** What the exercise asks **
Once you find a line containing the word "optional" in the entries below, copy it.

Stored entries:

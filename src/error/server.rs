//! Structured error information extracted from server command replies.
//!
//! A failed command reply (`ok != 1`) carries a numeric code, an optional
//! code name, a message, and optional error labels. The extraction here
//! avoids string parsing by reading the reply's typed fields directly.

use std::fmt;

use bson::{Bson, Document};
use serde::Serialize;

use crate::error::codes;

/// A command failure reported by the server.
///
/// This is intended to be serialized to JSON and consumed by other
/// components (e.g. logging, APIs).
#[derive(Debug, Clone, Serialize)]
pub struct ServerError {
    /// Numeric server error code.
    pub code: i32,

    /// Symbolic code name, from the reply or the pinned code table.
    #[serde(rename = "name", skip_serializing_if = "Option::is_none")]
    pub code_name: Option<String>,

    /// Server-provided error message.
    pub message: String,

    /// Error labels attached to the reply (e.g. `RetryableWriteError`).
    #[serde(skip_serializing_if = "Vec::is_empty")]
    pub labels: Vec<String>,
}

impl ServerError {
    /// Extract a `ServerError` from a command reply.
    ///
    /// Returns `None` when the reply reports success (`ok: 1`).
    pub fn from_reply(reply: &Document) -> Option<ServerError> {
        if reply_is_ok(reply) {
            return None;
        }

        let code = match reply.get("code") {
            Some(Bson::Int32(c)) => *c,
            Some(Bson::Int64(c)) => *c as i32,
            Some(Bson::Double(c)) => *c as i32,
            _ => 0,
        };

        let code_name = reply
            .get_str("codeName")
            .ok()
            .filter(|n| !n.is_empty())
            .map(String::from)
            .or_else(|| codes::error_name(code).map(String::from));

        let message = reply
            .get_str("errmsg")
            .unwrap_or("command failed")
            .to_string();

        let labels = reply
            .get_array("errorLabels")
            .map(|arr| {
                arr.iter()
                    .filter_map(|l| l.as_str().map(String::from))
                    .collect()
            })
            .unwrap_or_default();

        Some(ServerError {
            code,
            code_name,
            message,
            labels,
        })
    }

    /// Whether the reply carried the given error label.
    pub fn has_label(&self, label: &str) -> bool {
        self.labels.iter().any(|l| l == label)
    }

    /// Convert the error to a compact JSON string (single line).
    pub fn to_json_compact(&self) -> std::result::Result<String, serde_json::Error> {
        serde_json::to_string(self)
    }
}

/// Whether a reply reports success. The `ok` field is a double on modern
/// servers but tolerated as any numeric type.
fn reply_is_ok(reply: &Document) -> bool {
    match reply.get("ok") {
        Some(Bson::Double(v)) => *v == 1.0,
        Some(Bson::Int32(v)) => *v == 1,
        Some(Bson::Int64(v)) => *v == 1,
        Some(Bson::Boolean(v)) => *v,
        // A reply without an ok field is treated as success; the command
        // layer has already surfaced transport failures.
        _ => true,
    }
}

/// Format a server error as pretty JSON wrapped in an `error` field.
///
/// Intended to be used by the parent module's `Display` implementation for
/// `DriverError::Server`.
pub fn format_server_error(f: &mut fmt::Formatter<'_>, error: &ServerError) -> fmt::Result {
    let wrapper = serde_json::json!({ "error": error });

    let json_output = serde_json::to_string_pretty(&wrapper).map_err(|_| fmt::Error)?;
    write!(f, "\n{json_output}")
}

** Output for this task **
//! A failed command reply (`ok != 1`) carries a numeric code, an optional
//! code name, a message, and optional error labels. The extraction here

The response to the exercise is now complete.